▸ Directions
Repeat the entries that appear below, exactly and in full.
-------
use super::*;
use immui_graphics::Color;

fn id(name: &str) -> WidgetId {
    WidgetId::global(name)
}

#[test]
fn creation_assigns_increasing_z() {
    let mut registry = ContainerRegistry::new();
    registry.get_or_create(id("a"), true);
    registry.get_or_create(id("b"), true);
    assert!(registry.z_index(id("a")) < registry.z_index(id("b")));
    assert!(registry.get(id("a")).unwrap().is_open());
}

#[test]
fn creation_can_be_suppressed() {
    let mut registry = ContainerRegistry::new();
    assert!(registry.get_or_create(id("popup"), false).is_none());
    assert!(registry.is_empty());
}

#[test]
fn unused_containers_are_evicted() {
    let mut registry = ContainerRegistry::new();
    registry.get_or_create(id("a"), true);
    registry.get_or_create(id("b"), true);
    assert_eq!(registry.evict_unused(), 0);

    registry.get_or_create(id("a"), false);
    assert_eq!(registry.evict_unused(), 1);
    assert!(registry.contains(id("a")));
    assert!(!registry.contains(id("b")));
}

#[test]
fn roots_sort_by_z_and_skip_children() {
    let mut registry = ContainerRegistry::new();
    registry.get_or_create(id("a"), true);
    registry.get_or_create(id("b"), true);
    registry.get_or_create(id("panel"), true).unwrap().parent = Some(id("b"));
    registry.bring_to_front(id("a"));
    registry.sort_roots();
    let order: Vec<WidgetId> = registry.roots().map(Container::id).collect();
    assert_eq!(order, vec![id("b"), id("a")]);
    assert!(registry.is_topmost(id("a")));
    assert!(!registry.is_topmost(id("b")));
}

#[test]
fn commands_follow_root_order() {
    let mut registry = ContainerRegistry::new();
    let low = Command::Rect {
        rect: Rect::new(0, 0, 1, 1),
        color: Color::BLACK,
    };
    let high = Command::Rect {
        rect: Rect::new(0, 0, 2, 2),
        color: Color::WHITE,
    };
    registry.get_or_create(id("high"), true).unwrap().commands.push(high.clone());
    registry.get_or_create(id("low"), true).unwrap().commands.push(low.clone());
    registry.bring_to_front(id("high"));
    registry.sort_roots();
    let replayed: Vec<&Command> = registry.commands().collect();
    assert_eq!(replayed, vec![&low, &high]);
}

#[test]
fn toggle_set_flips_membership() {
    let mut registry = ContainerRegistry::new();
    let container = registry.get_or_create(id("a"), true).unwrap();
    container.toggle(id("node"));
    assert!(container.is_toggled(id("node")));
    container.toggle(id("node"));
    assert!(!container.is_toggled(id("node")));
}
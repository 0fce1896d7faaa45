//! Pure math/data for drawing & units in immui
//!
//! This crate contains the integer geometry primitives and color
//! definitions shared by every other immui crate. Coordinates are in
//! device-independent units.

mod color;
mod geometry;

pub use color::*;
pub use geometry::*;

pub mod prelude {
    pub use crate::color::Color;
    pub use crate::geometry::{Point, Rect, Size};
}
use std::ops::{BitOr, BitOrAssign};

/// Per-widget and per-container behavior flags.
#[derive(Clone, Copy, Debug, Default, PartialEq, Eq, Hash)]
pub struct WidgetOptions(u16);

impl WidgetOptions {
    pub const NONE: Self = Self(0);
    pub const ALIGN_CENTER: Self = Self(1 << 0);
    pub const ALIGN_RIGHT: Self = Self(1 << 1);
    pub const NO_INTERACT: Self = Self(1 << 2);
    pub const NO_FRAME: Self = Self(1 << 3);
    pub const NO_RESIZE: Self = Self(1 << 4);
    pub const NO_SCROLL: Self = Self(1 << 5);
    pub const NO_CLOSE: Self = Self(1 << 6);
    pub const NO_TITLE: Self = Self(1 << 7);
    pub const HOLD_FOCUS: Self = Self(1 << 8);
    pub const AUTO_SIZE: Self = Self(1 << 9);
    pub const POPUP: Self = Self(1 << 10);
    pub const CLOSED: Self = Self(1 << 11);
    pub const EXPANDED: Self = Self(1 << 12);

    pub fn contains(self, other: WidgetOptions) -> bool {
        self.0 & other.0 == other.0
    }

    pub fn insert(&mut self, other: WidgetOptions) {
        self.0 |= other.0;
    }

    pub fn remove(&mut self, other: WidgetOptions) {
        self.0 &= !other.0;
    }
}

impl BitOr for WidgetOptions {
    type Output = WidgetOptions;

    fn bitor(self, rhs: WidgetOptions) -> WidgetOptions {
        WidgetOptions(self.0 | rhs.0)
    }
}

impl BitOrAssign for WidgetOptions {
    fn bitor_assign(&mut self, rhs: WidgetOptions) {
        self.0 |= rhs.0;
    }
}

/// What happened to a widget this frame.
#[derive(Clone, Copy, Debug, Default, PartialEq, Eq, Hash)]
pub struct Response(u8);

impl Response {
    pub const NONE: Self = Self(0);
    /// The widget is expanded or otherwise showing its content.
    pub const ACTIVE: Self = Self(1 << 0);
    /// The widget was clicked or its edit was committed.
    pub const SUBMIT: Self = Self(1 << 1);
    /// The bound value changed.
    pub const CHANGE: Self = Self(1 << 2);

    pub fn contains(self, other: Response) -> bool {
        self.0 & other.0 == other.0
    }

    pub fn is_empty(self) -> bool {
        self.0 == 0
    }

    pub fn active(self) -> bool {
        self.contains(Response::ACTIVE)
    }

    pub fn submitted(self) -> bool {
        self.contains(Response::SUBMIT)
    }

    pub fn changed(self) -> bool {
        self.contains(Response::CHANGE)
    }
}

impl BitOr for Response {
    type Output = Response;

    fn bitor(self, rhs: Response) -> Response {
        Response(self.0 | rhs.0)
    }
}

impl BitOrAssign for Response {
    fn bitor_assign(&mut self, rhs: Response) {
        self.0 |= rhs.0;
    }
}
-------
▸ Written response
use super::*;
use immui_graphics::Color;

fn id(name: &str) -> WidgetId {
    WidgetId::global(name)
}

#[test]
fn creation_assigns_increasing_z() {
    let mut registry = ContainerRegistry::new();
    registry.get_or_create(id("a"), true);
    registry.get_or_create(id("b"), true);
    assert!(registry.z_index(id("a")) < registry.z_index(id("b")));
    assert!(registry.get(id("a")).unwrap().is_open());
}

#[test]
fn creation_can_be_suppressed() {
    let mut registry = ContainerRegistry::new();
    assert!(registry.get_or_create(id("popup"), false).is_none());
    assert!(registry.is_empty());
}

#[test]
fn unused_containers_are_evicted() {
    let mut registry = ContainerRegistry::new();
    registry.get_or_create(id("a"), true);
    registry.get_or_create(id("b"), true);
    assert_eq!(registry.evict_unused(), 0);

    registry.get_or_create(id("a"), false);
    assert_eq!(registry.evict_unused(), 1);
    assert!(registry.contains(id("a")));
    assert!(!registry.contains(id("b")));
}

#[test]
fn roots_sort_by_z_and_skip_children() {
    let mut registry = ContainerRegistry::new();
    registry.get_or_create(id("a"), true);
    registry.get_or_create(id("b"), true);
    registry.get_or_create(id("panel"), true).unwrap().parent = Some(id("b"));
    registry.bring_to_front(id("a"));
    registry.sort_roots();
    let order: Vec<WidgetId> = registry.roots().map(Container::id).collect();
    assert_eq!(order, vec![id("b"), id("a")]);
    assert!(registry.is_topmost(id("a")));
    assert!(!registry.is_topmost(id("b")));
}

#[test]
fn commands_follow_root_order() {
    let mut registry = ContainerRegistry::new();
    let low = Command::Rect {
        rect: Rect::new(0, 0, 1, 1),
        color: Color::BLACK,
    };
    let high = Command::Rect {
        rect: Rect::new(0, 0, 2, 2),
        color: Color::WHITE,
    };
    registry.get_or_create(id("high"), true).unwrap().commands.push(high.clone());
    registry.get_or_create(id("low"), true).unwrap().commands.push(low.clone());
    registry.bring_to_front(id("high"));
    registry.sort_roots();
    let replayed: Vec<&Command> = registry.commands().collect();
    assert_eq!(replayed, vec![&low, &high]);
}

#[test]
fn toggle_set_flips_membership() {
    let mut registry = ContainerRegistry::new();
    let container = registry.get_or_create(id("a"), true).unwrap();
    container.toggle(id("node"));
    assert!(container.is_toggled(id("node")));
    container.toggle(id("node"));
    assert!(!container.is_toggled(id("node")));
}
repository 0fce1896d7faaa45
//! Pure math/data for drawing & units in immui
//!
//! This crate contains the integer geometry primitives and color
//! definitions shared by every other immui crate. Coordinates are in
//! device-independent units.

mod color;
mod geometry;

pub use color::*;
pub use geometry::*;

pub mod prelude {
    pub use crate::color::Color;
    pub use crate::geometry::{Point, Rect, Size};
}
use std::ops::{BitOr, BitOrAssign};

/// Per-widget and per-container behavior flags.
#[derive(Clone, Copy, Debug, Default, PartialEq, Eq, Hash)]
pub struct WidgetOptions(u16);

impl WidgetOptions {
    pub const NONE: Self = Self(0);
    pub const ALIGN_CENTER: Self = Self(1 << 0);
    pub const ALIGN_RIGHT: Self = Self(1 << 1);
    pub const NO_INTERACT: Self = Self(1 << 2);
    pub const NO_FRAME: Self = Self(1 << 3);
    pub const NO_RESIZE: Self = Self(1 << 4);
    pub const NO_SCROLL: Self = Self(1 << 5);
    pub const NO_CLOSE: Self = Self(1 << 6);
    pub const NO_TITLE: Self = Self(1 << 7);
    pub const HOLD_FOCUS: Self = Self(1 << 8);
    pub const AUTO_SIZE: Self = Self(1 << 9);
    pub const POPUP: Self = Self(1 << 10);
    pub const CLOSED: Self = Self(1 << 11);
    pub const EXPANDED: Self = Self(1 << 12);

    pub fn contains(self, other: WidgetOptions) -> bool {
        self.0 & other.0 == other.0
    }

    pub fn insert(&mut self, other: WidgetOptions) {
        self.0 |= other.0;
    }

    pub fn remove(&mut self, other: WidgetOptions) {
        self.0 &= !other.0;
    }
}

impl BitOr for WidgetOptions {
    type Output = WidgetOptions;

    fn bitor(self, rhs: WidgetOptions) -> WidgetOptions {
        WidgetOptions(self.0 | rhs.0)
    }
}

impl BitOrAssign for WidgetOptions {
    fn bitor_assign(&mut self, rhs: WidgetOptions) {
        self.0 |= rhs.0;
    }
}

/// What happened to a widget this frame.
#[derive(Clone, Copy, Debug, Default, PartialEq, Eq, Hash)]
pub struct Response(u8);

impl Response {
    pub const NONE: Self = Self(0);
    /// The widget is expanded or otherwise showing its content.
    pub const ACTIVE: Self = Self(1 << 0);
    /// The widget was clicked or its edit was committed.
    pub const SUBMIT: Self = Self(1 << 1);
    /// The bound value changed.
    pub const CHANGE: Self = Self(1 << 2);

    pub fn contains(self, other: Response) -> bool {
        self.0 & other.0 == other.0
    }

    pub fn is_empty(self) -> bool {
        self.0 == 0
    }

    pub fn active(self) -> bool {
        self.contains(Response::ACTIVE)
    }

    pub fn submitted(self) -> bool {
        self.contains(Response::SUBMIT)
    }

    pub fn changed(self) -> bool {
        self.contains(Response::CHANGE)
    }
}

impl BitOr for Response {
    type Output = Response;

    fn bitor(self, rhs: Response) -> Response {
        Response(self.0 | rhs.0)
    }
}

impl BitOrAssign for Response {
    fn bitor_assign(&mut self, rhs: Response) {
        self.0 |= rhs.0;
    }
}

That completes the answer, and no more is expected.